Intern Roxanne and Senior Editor Sara Deseran living la vida loca.
I’ve worked at 7x7 since it’s inception in 2001 and on top of writing and editing, I’ve always had the job of food styling, too. Unlike the days in New York, when I assisted a food stylist on photo shoots for magazines like Food & Wine and Martha Stewart (although I only worked with Martha a tiny bit, I have great stories, but you’ll have to find me at a party—after I’ve had a martini—to hear them) there’s no town car to pick me up and sometimes we work out of a photographer’s house instead of a sweeping Manhattan studio.
If you pay attention to food magazines, you’ll notice that they all have their own style when it comes to food presentation. Donna Hay, the Australian Martha, has a look that tends towards cool lighting (versus warm), sparse white backdrops and plateware. It’s a look that’s emulated by many and one I find it lovely to look at, but also on the side of hospital chic. Gourmet has become obsessed with bird’s-eye shots of tables of food that have been so artfully messed up (meaning an art director spent some serious time thinking about the mess)—a crumb here, a spill there. It’s starting to border on a parody of itself. And The New York Times Magazine, especially when they do their T magazine food issue, always seems to have a dead pheasant make an appearance somewhere.

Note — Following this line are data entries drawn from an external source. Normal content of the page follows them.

//! Forecasting configuration threaded through every engine call

use crate::data::Granularity;
use crate::error::{ForecastError, Result};
use serde::{Deserialize, Serialize};

/// Options recognised by the forecasting engine
#[derive(Debug, Clone, PartialEq, Serialize, Deserialize)]
#[serde(default)]
pub struct ForecastConfig {
    /// Number of periods to forecast
    pub horizon: usize,
    /// Seasonal cycle length in periods
    pub seasonal_period: usize,
    /// Full seasonal cycles required before seasonal terms are fitted
    pub min_seasonal_cycles: usize,
    /// Share of history held out for validation, clamped to 10-20%
    pub validation_fraction: f64,
    /// Coverage of the reported forecast interval
    pub confidence_level: f64,
    /// Interval inflation per unit of model disagreement
    pub disagreement_penalty: f64,
    /// Cap on candidate orders evaluated by the ARIMA grid search
    pub max_fit_iterations: usize,
    /// Candidate changepoints for the piecewise trend model
    pub changepoints: usize,
    /// Share of history in which changepoints may be placed
    pub changepoint_range: f64,
    /// Ridge penalty on changepoint slope adjustments
    pub changepoint_penalty: f64,
    /// Fourier pairs used for the seasonal terms of the trend model
    pub fourier_order: usize,
}

impl Default for ForecastConfig {
    fn default() -> Self {
        Self {
            horizon: 12,
            seasonal_period: 12,
            min_seasonal_cycles: 2,
            validation_fraction: 0.15,
            confidence_level: 0.95,
            disagreement_penalty: 1.0,
            max_fit_iterations: 24,
            changepoints: 5,
            changepoint_range: 0.8,
            changepoint_penalty: 1.0,
            fourier_order: 3,
        }
    }
}

impl ForecastConfig {
    /// Defaults with the seasonal period of a calendar granularity
    pub fn for_granularity(granularity: Granularity) -> Self {
        Self {
            seasonal_period: granularity.default_seasonal_period(),
            ..Self::default()
        }
    }

    /// Set the forecast horizon
    pub fn with_horizon(mut self, horizon: usize) -> Self {
        self.horizon = horizon;
        self
    }

    /// Set the seasonal period
    pub fn with_seasonal_period(mut self, seasonal_period: usize) -> Self {
        self.seasonal_period = seasonal_period;
        self
    }

    /// History length below which seasonal decomposition is skipped
    pub fn min_seasonal_history(&self) -> usize {
        self.seasonal_period * self.min_seasonal_cycles.max(2)
    }

    /// Validate parameter ranges
    pub fn validate(&self) -> Result<()> {
        if self.horizon == 0 {
            return Err(ForecastError::InvalidParameter(
                "Forecast horizon must be positive".to_string(),
            ));
        }
        if self.seasonal_period < 2 {
            return Err(ForecastError::InvalidParameter(
                "Seasonal period must be at least 2".to_string(),
            ));
        }
        if !(self.validation_fraction > 0.0 && self.validation_fraction < 1.0) {
            return Err(ForecastError::InvalidParameter(
                "Validation fraction must be between 0 and 1".to_string(),
            ));
        }
        if !(self.confidence_level > 0.0 && self.confidence_level < 1.0) {
            return Err(ForecastError::InvalidParameter(
                "Confidence level must be between 0 and 1".to_string(),
            ));
        }
        if !(self.disagreement_penalty >= 0.0) {
            return Err(ForecastError::InvalidParameter(
                "Disagreement penalty must be non-negative".to_string(),
            ));
        }
        if self.max_fit_iterations == 0 {
            return Err(ForecastError::InvalidParameter(
                "At least one fit iteration is required".to_string(),
            ));
        }
        if !(self.changepoint_range > 0.0 && self.changepoint_range <= 1.0) {
            return Err(ForecastError::InvalidParameter(
                "Changepoint range must be in (0, 1]".to_string(),
            ));
        }
        if !(self.changepoint_penalty >= 0.0) {
            return Err(ForecastError::InvalidParameter(
                "Changepoint penalty must be non-negative".to_string(),
            ));
        }
        Ok(())
    }
}
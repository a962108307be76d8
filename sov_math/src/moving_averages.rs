//! Centered moving average used to extract a trend cycle

use crate::{MathError, Result};

/// Centered moving average aligned with the input.
///
/// Odd periods use a symmetric window. Even periods use the `2 x period`
/// average (half weight on both end points) so the result stays centered.
/// Positions without a full window are `None`.
pub fn centered_moving_average(data: &[f64], period: usize) -> Result<Vec<Option<f64>>> {
    if period == 0 {
        return Err(MathError::InvalidInput(
            "Period must be greater than zero".to_string(),
        ));
    }
    let n = data.len();
    let half = period / 2;
    let mut out = vec![None; n];
    if n <= 2 * half {
        return Ok(out);
    }

    for (t, slot) in out.iter_mut().enumerate().take(n - half).skip(half) {
        let value = if period % 2 == 1 {
            data[t - half..=t + half].iter().sum::<f64>() / period as f64
        } else {
            let inner: f64 = data[t + 1 - half..t + half].iter().sum();
            (inner + 0.5 * (data[t - half] + data[t + half])) / period as f64
        };
        *slot = Some(value);
    }
    Ok(out)
}

#[cfg(test)]
mod tests {
    use super::*;

    #[test]
    fn test_centered_moving_average_odd() {
        let cma = centered_moving_average(&[1.0, 2.0, 3.0, 4.0, 5.0], 3).unwrap();
        assert_eq!(cma, vec![None, Some(2.0), Some(3.0), Some(4.0), None]);
    }

    #[test]
    fn test_centered_moving_average_even() {
        // a linear series is reproduced exactly by a centered average
        let data: Vec<f64> = (0..8).map(|i| i as f64).collect();
        let cma = centered_moving_average(&data, 4).unwrap();
        assert_eq!(cma[1], None);
        assert_eq!(cma[2], Some(2.0));
        assert_eq!(cma[5], Some(5.0));
        assert_eq!(cma[6], None);
    }
}
//! Net portfolio impact classification

use crate::catalog::LaunchEvent;
use crate::config::ClassifierConfig;
use crate::decomposer::SovBreakdown;
use crate::error::Result;
use crate::significance::SignificanceResult;
use serde::Serialize;
use std::fmt;

/// Direction of a launch's effect on its portfolio
#[derive(Debug, Clone, Copy, PartialEq, Eq, Serialize)]
pub enum ImpactCategory {
    /// Grew the portfolio beyond the threshold
    Additive,
    /// Shrank the portfolio beyond the threshold
    Substitutive,
    Neutral,
}

impl fmt::Display for ImpactCategory {
    fn fmt(&self, f: &mut fmt::Formatter<'_>) -> fmt::Result {
        let label = match self {
            ImpactCategory::Additive => "additive",
            ImpactCategory::Substitutive => "substitutive",
            ImpactCategory::Neutral => "neutral",
        };
        f.write_str(label)
    }
}

/// Classification of one launch
#[derive(Debug, Clone, PartialEq, Serialize)]
pub struct ImpactClassification {
    pub launch_id: String,
    /// `expansion - cannibalization`; competitor volume is portfolio-neutral
    pub net_portfolio_delta: f64,
    pub category: ImpactCategory,
    /// Threshold the net delta was compared against
    pub threshold: f64,
    pub significant: bool,
    pub observed_portfolio_volume: f64,
    pub counterfactual_portfolio_volume: f64,
    pub portfolio_growth_pct: Option<f64>,
    /// Target post-window value per unit
    pub average_unit_value: Option<f64>,
    /// Return on the launch cost, only when a cost was supplied
    pub roi: Option<f64>,
}

/// Classify a launch from its breakdown and significance
pub fn classify(
    event: &LaunchEvent,
    breakdown: &SovBreakdown,
    significance: &SignificanceResult,
    config: &ClassifierConfig,
) -> Result<ImpactClassification> {
    event.validate()?;

    let net = breakdown.expansion_volume - breakdown.cannibalization_volume;
    let threshold = config
        .absolute_tau
        .unwrap_or(config.tau_fraction * breakdown.total_launch_volume);
    let significant = significance.is_significant();

    let category = if significant && net > threshold {
        ImpactCategory::Additive
    } else if significant && net < -threshold {
        ImpactCategory::Substitutive
    } else {
        ImpactCategory::Neutral
    };

    let observed = breakdown.observed_portfolio_volume();
    let counterfactual = breakdown.counterfactual_portfolio_volume();
    let portfolio_growth_pct =
        (counterfactual > 0.0).then(|| (observed - counterfactual) / counterfactual * 100.0);

    let average_unit_value = (breakdown.target_post_volume > 0.0)
        .then(|| breakdown.target_post_value / breakdown.target_post_volume);
    let roi = match (event.cost, average_unit_value) {
        (Some(cost), Some(unit_value)) => Some(net * unit_value / cost),
        _ => None,
    };

    Ok(ImpactClassification {
        launch_id: event.target.clone(),
        net_portfolio_delta: net,
        category,
        threshold,
        significant,
        observed_portfolio_volume: observed,
        counterfactual_portfolio_volume: counterfactual,
        portfolio_growth_pct,
        average_unit_value,
        roi,
    })
}
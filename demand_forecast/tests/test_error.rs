use demand_forecast::ForecastError;
use sov_math::MathError;

#[test]
fn test_error_messages() {
    let err = ForecastError::InputError("empty series".to_string());
    assert_eq!(err.to_string(), "Input error: empty series");

    let err = ForecastError::model_fit("seasonal-arima", "diverged");
    assert_eq!(
        err.to_string(),
        "Model fit error (seasonal-arima): diverged"
    );
}

#[test]
fn test_conversions() {
    let err: ForecastError = MathError::SingularMatrix("pivot".to_string()).into();
    assert!(matches!(err, ForecastError::MathError(_)));

    let io = std::io::Error::new(std::io::ErrorKind::NotFound, "gone");
    let err: ForecastError = io.into();
    assert!(matches!(err, ForecastError::IoError(_)));
}

#[test]
fn test_input_error_classification() {
    assert!(ForecastError::InputError("x".into()).is_input_error());
    assert!(ForecastError::ParseError("x".into()).is_input_error());
    assert!(!ForecastError::model_fit("m", "r").is_input_error());
}
use approx::assert_relative_eq;
use demand_forecast::{Granularity, Period, Series, SeriesStore};
use launch_impact::{identify_launches, IdentificationConfig, ProductCatalog, ProductInfo};
use pretty_assertions::assert_eq;
use rstest::{fixture, rstest};

const LATEST: Period = Period(11);

fn values(values: &[f64]) -> Vec<(f64, f64)> {
    values.iter().map(|v| (v / 10.0, *v)).collect()
}

#[fixture]
fn market() -> (ProductCatalog, SeriesStore) {
    let catalog = ProductCatalog::from_products(vec![
        ProductInfo::new("old", "snack", "acme"),
        ProductInfo::new("ancient", "snack", "zeta").launched_at(Period(-20)),
        ProductInfo::new("new_a", "snack", "acme").launched_at(Period(2)),
        ProductInfo::new("new_b", "snack", "acme").launched_at(Period(5)),
        ProductInfo::new("unsold", "snack", "acme").launched_at(Period(4)),
    ])
    .unwrap();

    let mut new_a = vec![100.0; 3];
    new_a.extend([150.0; 7]);
    let store = SeriesStore::from_series(
        Granularity::Monthly,
        vec![
            Series::from_records("old", Period(0), &values(&[1000.0; 12])).unwrap(),
            Series::from_records("ancient", Period(0), &values(&[10.0; 12])).unwrap(),
            Series::from_records("new_a", Period(2), &values(&new_a)).unwrap(),
            Series::from_records("new_b", Period(5), &values(&[200.0; 7])).unwrap(),
        ],
    )
    .unwrap();
    (catalog, store)
}

#[rstest]
fn test_ranks_recent_launches_by_score(market: (ProductCatalog, SeriesStore)) {
    let (catalog, store) = market;
    let launches =
        identify_launches(&catalog, &store, LATEST, &IdentificationConfig::default()).unwrap();

    let ids: Vec<&str> = launches
        .iter()
        .map(|l| l.performance.product_id.as_str())
        .collect();
    assert_eq!(ids, vec!["new_a", "new_b"]);

    let top = &launches[0].performance;
    assert_relative_eq!(top.total_value, 1350.0);
    assert_relative_eq!(top.total_volume, 135.0);
    assert_relative_eq!(top.growth_rate_pct, 50.0);
    assert_relative_eq!(top.score, 2025.0);

    let second = &launches[1].performance;
    assert_relative_eq!(second.growth_rate_pct, 0.0);
    // 1400 of 1400 + 1050 + 7000 + 70 since period 5
    assert_relative_eq!(second.market_share_pct, 1400.0 / 9520.0 * 100.0, epsilon = 1e-9);
}

#[rstest]
fn test_events_carry_earlier_portfolio(market: (ProductCatalog, SeriesStore)) {
    let (catalog, store) = market;
    let launches =
        identify_launches(&catalog, &store, LATEST, &IdentificationConfig::default()).unwrap();

    let a = &launches[0].event;
    assert_eq!(a.launch_period, Period(2));
    assert_eq!(a.portfolio.iter().collect::<Vec<_>>(), vec!["old"]);

    let b = &launches[1].event;
    assert_eq!(
        b.portfolio.iter().collect::<Vec<_>>(),
        vec!["new_a", "old", "unsold"]
    );
}

#[rstest]
#[case(1, vec!["new_a"])]
#[case(5, vec!["new_a", "new_b"])]
fn test_top_n(
    market: (ProductCatalog, SeriesStore),
    #[case] top_n: usize,
    #[case] expected: Vec<&str>,
) {
    let (catalog, store) = market;
    let config = IdentificationConfig {
        top_n,
        ..IdentificationConfig::default()
    };
    let launches = identify_launches(&catalog, &store, LATEST, &config).unwrap();
    let ids: Vec<&str> = launches
        .iter()
        .map(|l| l.performance.product_id.as_str())
        .collect();
    assert_eq!(ids, expected);
}

#[rstest]
fn test_lookback_limits_launches(market: (ProductCatalog, SeriesStore)) {
    let (catalog, store) = market;
    let config = IdentificationConfig {
        lookback: 6,
        ..IdentificationConfig::default()
    };
    let launches = identify_launches(&catalog, &store, LATEST, &config).unwrap();
    assert_eq!(launches.len(), 1);
    assert_eq!(launches[0].performance.product_id, "new_b");
}

#[test]
fn test_equal_scores_ordered_by_id() {
    let catalog = ProductCatalog::from_products(vec![
        ProductInfo::new("zz", "snack", "acme").launched_at(Period(1)),
        ProductInfo::new("aa", "snack", "acme").launched_at(Period(1)),
    ])
    .unwrap();
    let store = SeriesStore::from_series(
        Granularity::Monthly,
        vec![
            Series::from_records("zz", Period(1), &values(&[50.0; 6])).unwrap(),
            Series::from_records("aa", Period(1), &values(&[50.0; 6])).unwrap(),
        ],
    )
    .unwrap();
    let launches =
        identify_launches(&catalog, &store, Period(6), &IdentificationConfig::default()).unwrap();
    assert_eq!(launches[0].performance.product_id, "aa");
    assert_eq!(launches[1].performance.product_id, "zz");
}

#[test]
fn test_rejects_zero_top_n() {
    let config = IdentificationConfig {
        top_n: 0,
        ..IdentificationConfig::default()
    };
    let result = identify_launches(
        &ProductCatalog::new(),
        &SeriesStore::new(Granularity::Monthly),
        LATEST,
        &config,
    );
    assert!(result.is_err());
}
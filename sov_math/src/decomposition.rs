//! Classical additive decomposition: `Y = T + S + R`

use crate::moving_averages::centered_moving_average;
use crate::regression::LinearRegression;
use crate::stats::population_variance;
use crate::{MathError, Result};
use serde::Serialize;

/// Decomposed time series components, aligned with the input
#[derive(Debug, Clone, PartialEq, Serialize)]
pub struct Decomposition {
    pub period: usize,
    pub trend: Vec<f64>,
    pub seasonal: Vec<f64>,
    pub residual: Vec<f64>,
    /// One seasonal index per position in the cycle, summing to zero
    pub seasonal_indices: Vec<f64>,
}

impl Decomposition {
    /// Seasonal index for absolute position `t` (0 = first observation)
    pub fn seasonal_at(&self, t: usize) -> f64 {
        self.seasonal_indices[t % self.period]
    }

    /// Trend slope per period from a straight-line fit of the trend cycle
    pub fn trend_slope(&self) -> f64 {
        LinearRegression::fit(&self.trend)
            .map(|lr| lr.slope())
            .unwrap_or(0.0)
    }

    /// Standard deviation of the seasonal component
    pub fn seasonal_amplitude(&self) -> f64 {
        population_variance(&self.seasonal)
            .map(f64::sqrt)
            .unwrap_or(0.0)
    }

    /// Strength of seasonality, `max(0, 1 - Var(R) / Var(S + R))`.
    ///
    /// Close to 1 for a dominant seasonal pattern, 0 when the seasonal
    /// component explains nothing beyond noise.
    pub fn seasonal_strength(&self) -> f64 {
        let combined: Vec<f64> = self
            .seasonal
            .iter()
            .zip(&self.residual)
            .map(|(s, r)| s + r)
            .collect();
        match (
            population_variance(&self.residual),
            population_variance(&combined),
        ) {
            (Some(var_r), Some(var_sr)) if var_sr > 0.0 => (1.0 - var_r / var_sr).max(0.0),
            _ => 0.0,
        }
    }
}

/// Perform additive decomposition with the given seasonal period.
///
/// Requires at least two full cycles. The trend is a centered moving
/// average, extended flat into the edges where the window is incomplete.
pub fn decompose_additive(data: &[f64], period: usize) -> Result<Decomposition> {
    if period < 2 {
        return Err(MathError::InvalidInput(
            "Seasonal period must be at least 2".to_string(),
        ));
    }
    let n = data.len();
    if n < 2 * period {
        return Err(MathError::InsufficientData(format!(
            "Decomposition needs two full cycles ({} values), have {}",
            2 * period,
            n
        )));
    }

    let cma = centered_moving_average(data, period)?;
    let first = cma.iter().position(Option::is_some);
    let last = cma.iter().rposition(Option::is_some);
    let (first, last) = match (first, last) {
        (Some(f), Some(l)) => (f, l),
        _ => {
            return Err(MathError::InsufficientData(
                "Centered moving average is empty".to_string(),
            ))
        }
    };

    let mut sums = vec![0.0; period];
    let mut counts = vec![0usize; period];
    for (t, value) in cma.iter().enumerate() {
        if let Some(trend) = value {
            sums[t % period] += data[t] - trend;
            counts[t % period] += 1;
        }
    }
    let mut indices: Vec<f64> = sums
        .iter()
        .zip(&counts)
        .map(|(s, &c)| if c > 0 { s / c as f64 } else { 0.0 })
        .collect();
    let offset = indices.iter().sum::<f64>() / period as f64;
    indices.iter_mut().for_each(|s| *s -= offset);

    let trend: Vec<f64> = cma
        .iter()
        .enumerate()
        .map(|(t, value)| match value {
            Some(v) => *v,
            None if t < first => cma[first].unwrap_or_default(),
            None => cma[last].unwrap_or_default(),
        })
        .collect();
    let seasonal: Vec<f64> = (0..n).map(|t| indices[t % period]).collect();
    let residual: Vec<f64> = data
        .iter()
        .zip(&trend)
        .zip(&seasonal)
        .map(|((d, t), s)| d - t - s)
        .collect();

    Ok(Decomposition {
        period,
        trend,
        seasonal,
        residual,
        seasonal_indices: indices,
    })
}
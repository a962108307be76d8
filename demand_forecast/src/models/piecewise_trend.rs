//! Piecewise-linear trend with Fourier seasonality (Model B).
//!
//! The trend is a line with hinge terms at evenly spaced candidate
//! changepoints. A ridge penalty on the hinge slopes keeps the trend from
//! bending at every candidate, so only changepoints the data supports end
//! up with a material slope change.

use crate::config::ForecastConfig;
use crate::error::{ForecastError, Result};
use crate::models::{FittedModel, ForecastModel, ModelForecast, ModelKind};
use sov_math::regression::ridge_least_squares;
use sov_math::stats::{mean, normal_quantile, std_dev};
use std::f64::consts::PI;
use tracing::debug;

const MODEL_NAME: &str = "piecewise-trend";
const MIN_POINTS: usize = 3;
/// Slope changes below this share of the series' standard deviation are not reported
const CHANGEPOINT_THRESHOLD: f64 = 0.1;

/// Piecewise trend model
#[derive(Debug, Clone)]
pub struct PiecewiseTrend {
    seasonal_period: usize,
    seasonal: bool,
    changepoints: usize,
    changepoint_range: f64,
    changepoint_penalty: f64,
    fourier_order: usize,
}

impl PiecewiseTrend {
    /// Create a model with default trend settings
    pub fn new(seasonal_period: usize) -> Self {
        Self::from_config(
            &ForecastConfig::default().with_seasonal_period(seasonal_period),
            true,
        )
    }

    /// Build from the engine configuration
    pub fn from_config(config: &ForecastConfig, seasonal: bool) -> Self {
        Self {
            seasonal_period: config.seasonal_period,
            seasonal,
            changepoints: config.changepoints,
            changepoint_range: config.changepoint_range,
            changepoint_penalty: config.changepoint_penalty,
            fourier_order: config.fourier_order,
        }
    }

    /// Drop the Fourier terms
    pub fn non_seasonal(mut self) -> Self {
        self.seasonal = false;
        self
    }

    /// Set the number of candidate changepoints
    pub fn with_changepoints(mut self, changepoints: usize) -> Self {
        self.changepoints = changepoints;
        self
    }
}

/// Shape of the regression design
#[derive(Debug, Clone, PartialEq)]
struct Design {
    /// Changepoint locations on the scaled time axis
    changepoints: Vec<f64>,
    fourier_order: usize,
    period: usize,
    /// Last index of the fitted history, maps `t` to `t / span`
    span: f64,
}

impl Design {
    fn columns(&self) -> usize {
        2 + self.changepoints.len() + 2 * self.fourier_order
    }

    fn row(&self, t: usize) -> Vec<f64> {
        let tau = t as f64 / self.span;
        let mut row = Vec::with_capacity(self.columns());
        row.push(1.0);
        row.push(tau);
        row.extend(self.changepoints.iter().map(|c| (tau - c).max(0.0)));
        for k in 1..=self.fourier_order {
            let angle = 2.0 * PI * k as f64 * t as f64 / self.period as f64;
            row.push(angle.sin());
            row.push(angle.cos());
        }
        row
    }

    fn penalty(&self, strength: f64) -> Vec<f64> {
        let mut penalty = vec![0.0; self.columns()];
        for p in penalty.iter_mut().skip(2).take(self.changepoints.len()) {
            *p = strength;
        }
        penalty
    }
}

/// Piecewise trend fitted to a history
#[derive(Debug, Clone)]
pub struct FittedPiecewiseTrend {
    design: Design,
    coefficients: Vec<f64>,
    location: f64,
    scale: f64,
    sigma: f64,
    n: usize,
}

impl FittedPiecewiseTrend {
    /// Periods (indices into the history) with a material slope change
    pub fn detected_changepoints(&self) -> Vec<usize> {
        let deltas = &self.coefficients[2..2 + self.design.changepoints.len()];
        self.design
            .changepoints
            .iter()
            .zip(deltas)
            .filter(|(_, delta)| delta.abs() >= CHANGEPOINT_THRESHOLD)
            .map(|(c, _)| (c * self.design.span).round() as usize)
            .collect()
    }

    /// Residual standard deviation in volume units
    pub fn sigma(&self) -> f64 {
        self.sigma
    }

    /// Overall trend slope per period in volume units, ignoring changepoints
    pub fn base_slope(&self) -> f64 {
        self.coefficients[1] * self.scale / self.design.span
    }
}

impl ForecastModel for PiecewiseTrend {
    type Fitted = FittedPiecewiseTrend;

    fn fit(&self, history: &[f64]) -> Result<FittedPiecewiseTrend> {
        let observed: Vec<(usize, f64)> = history
            .iter()
            .copied()
            .enumerate()
            .filter(|(_, v)| v.is_finite())
            .collect();
        if history.len() < MIN_POINTS || observed.len() < MIN_POINTS {
            return Err(ForecastError::model_fit(
                MODEL_NAME,
                format!(
                    "need at least {} observed values, have {}",
                    MIN_POINTS,
                    observed.len()
                ),
            ));
        }

        let values: Vec<f64> = observed.iter().map(|(_, v)| *v).collect();
        let location = mean(&values).unwrap_or(0.0);
        let scale = std_dev(&values)
            .filter(|sd| *sd > f64::EPSILON)
            .unwrap_or(1.0);

        let mut fourier_order =
            if self.seasonal && self.seasonal_period >= 3 && history.len() >= self.seasonal_period {
                self.fourier_order.min((self.seasonal_period - 1) / 2)
            } else {
                0
            };
        let mut changepoints = self.changepoints;
        // keep at least one residual degree of freedom
        while 2 + changepoints + 2 * fourier_order >= observed.len() {
            if changepoints > 0 {
                changepoints -= 1;
            } else if fourier_order > 0 {
                fourier_order -= 1;
            } else {
                break;
            }
        }

        let design = Design {
            changepoints: (1..=changepoints)
                .map(|j| self.changepoint_range * j as f64 / changepoints as f64)
                .collect(),
            fourier_order,
            period: self.seasonal_period.max(1),
            span: (history.len() - 1) as f64,
        };

        let rows: Vec<Vec<f64>> = observed.iter().map(|(t, _)| design.row(*t)).collect();
        let target: Vec<f64> = values.iter().map(|v| (v - location) / scale).collect();
        let coefficients = ridge_least_squares(
            &rows,
            &target,
            &design.penalty(self.changepoint_penalty),
        )
        .map_err(|e| ForecastError::model_fit(MODEL_NAME, e.to_string()))?;

        let sse: f64 = rows
            .iter()
            .zip(&target)
            .map(|(row, y)| {
                let fitted: f64 = row.iter().zip(&coefficients).map(|(x, b)| x * b).sum();
                (y - fitted).powi(2)
            })
            .sum();
        let dof = (observed.len() - design.columns()).max(1) as f64;
        let sigma = (sse / dof).sqrt() * scale;

        let fitted = FittedPiecewiseTrend {
            design,
            coefficients,
            location,
            scale,
            sigma,
            n: history.len(),
        };
        debug!(
            changepoints = changepoints,
            fourier_order = fourier_order,
            detected = fitted.detected_changepoints().len(),
            "fitted piecewise trend"
        );
        Ok(fitted)
    }

    fn kind(&self) -> ModelKind {
        ModelKind::PiecewiseTrend
    }
}

impl FittedModel for FittedPiecewiseTrend {
    fn forecast(&self, horizon: usize, confidence_level: f64) -> Result<ModelForecast> {
        let quantile = normal_quantile(confidence_level)?;
        let n = self.n as f64;

        let values: Vec<f64> = (self.n..self.n + horizon)
            .map(|t| {
                let standardized: f64 = self
                    .design
                    .row(t)
                    .iter()
                    .zip(&self.coefficients)
                    .map(|(x, b)| x * b)
                    .sum();
                self.location + self.scale * standardized
            })
            .collect();
        if values.iter().any(|v| !v.is_finite()) {
            return Err(ForecastError::model_fit(
                MODEL_NAME,
                "forecast produced non-finite values",
            ));
        }

        let half_widths: Vec<f64> = (0..horizon)
            .map(|h| quantile * self.sigma * (1.0 + (h + 1) as f64 / n).sqrt())
            .collect();
        ModelForecast::from_half_widths(values, &half_widths)
    }

    fn describe(&self) -> String {
        format!(
            "piecewise-trend(changepoints={}, fourier={})",
            self.design.changepoints.len(),
            self.design.fourier_order
        )
    }

    fn changepoints(&self) -> Vec<usize> {
        self.detected_changepoints()
    }
}
//! Error types for the launch_impact crate

use demand_forecast::ForecastError;
use sov_math::MathError;
use thiserror::Error;

/// Errors raised while analysing a launch
#[derive(Debug, Error)]
pub enum ImpactError {
    /// Unusable launch or series data: launch outside history, no baseline,
    /// no viable control group, unknown product
    #[error("Input error: {0}")]
    InputError(String),

    /// Invalid configuration value
    #[error("Invalid parameter: {0}")]
    InvalidParameter(String),

    /// Error from the series store or forecasting engine
    #[error("Forecast error: {0}")]
    Forecast(#[from] ForecastError),

    /// Error from mathematical operations
    #[error("Math error: {0}")]
    Math(#[from] MathError),

    /// Error while reading the product catalog
    #[error("CSV error: {0}")]
    Csv(#[from] csv::Error),

    /// Error from IO operations
    #[error("IO error: {0}")]
    Io(#[from] std::io::Error),

    /// Error while serializing reports
    #[error("Serialization error: {0}")]
    Serialization(#[from] serde_json::Error),
}

impl ImpactError {
    /// Whether the caller supplied unusable data
    pub fn is_input_error(&self) -> bool {
        match self {
            ImpactError::InputError(_) => true,
            ImpactError::Forecast(e) => e.is_input_error(),
            _ => false,
        }
    }
}

/// Result type with our custom error
pub type Result<T> = std::result::Result<T, ImpactError>;

#[cfg(test)]
mod tests {
    use super::*;

    #[test]
    fn test_input_error_classification() {
        assert!(ImpactError::InputError("x".into()).is_input_error());
        let unknown: ImpactError = ForecastError::InputError("unknown series".into()).into();
        assert!(unknown.is_input_error());
        assert!(!ImpactError::InvalidParameter("alpha".into()).is_input_error());
    }
}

I’m of the school that believes more is less, so I usually try to let the food speak for itself, as I think it does perfectly in our September issue’s photo of a slice of buffalo mozzarella, a leaf of basil and a wedge of heirloom tomato. After dousing it with olive oil and a sprinkle of kosher salt, I’ll admit that I dribbled a little extra tomato juice on the plate for full, juicy effect (genius, I know).
Despite the fact that my Subaru, and not a town car, was waiting for me outside of photographer Jennifer Martiné’s lower Haight Victorian flat, where the shoot took place, there can be a glamorous side to food styling—getting to eat what you’ve just shot. Which in this case was a great caprese salad that I served up with some white wine that we’d just shot for our upcoming October wine issue. I’m not saying I don’t spend plenty of time sweating bullets at my desk, but that late morning, after wrapping the shoot, Roxanne, Jennifer and I got to have a moment of la dolce vita before 11 am on a work day. There were no complaints.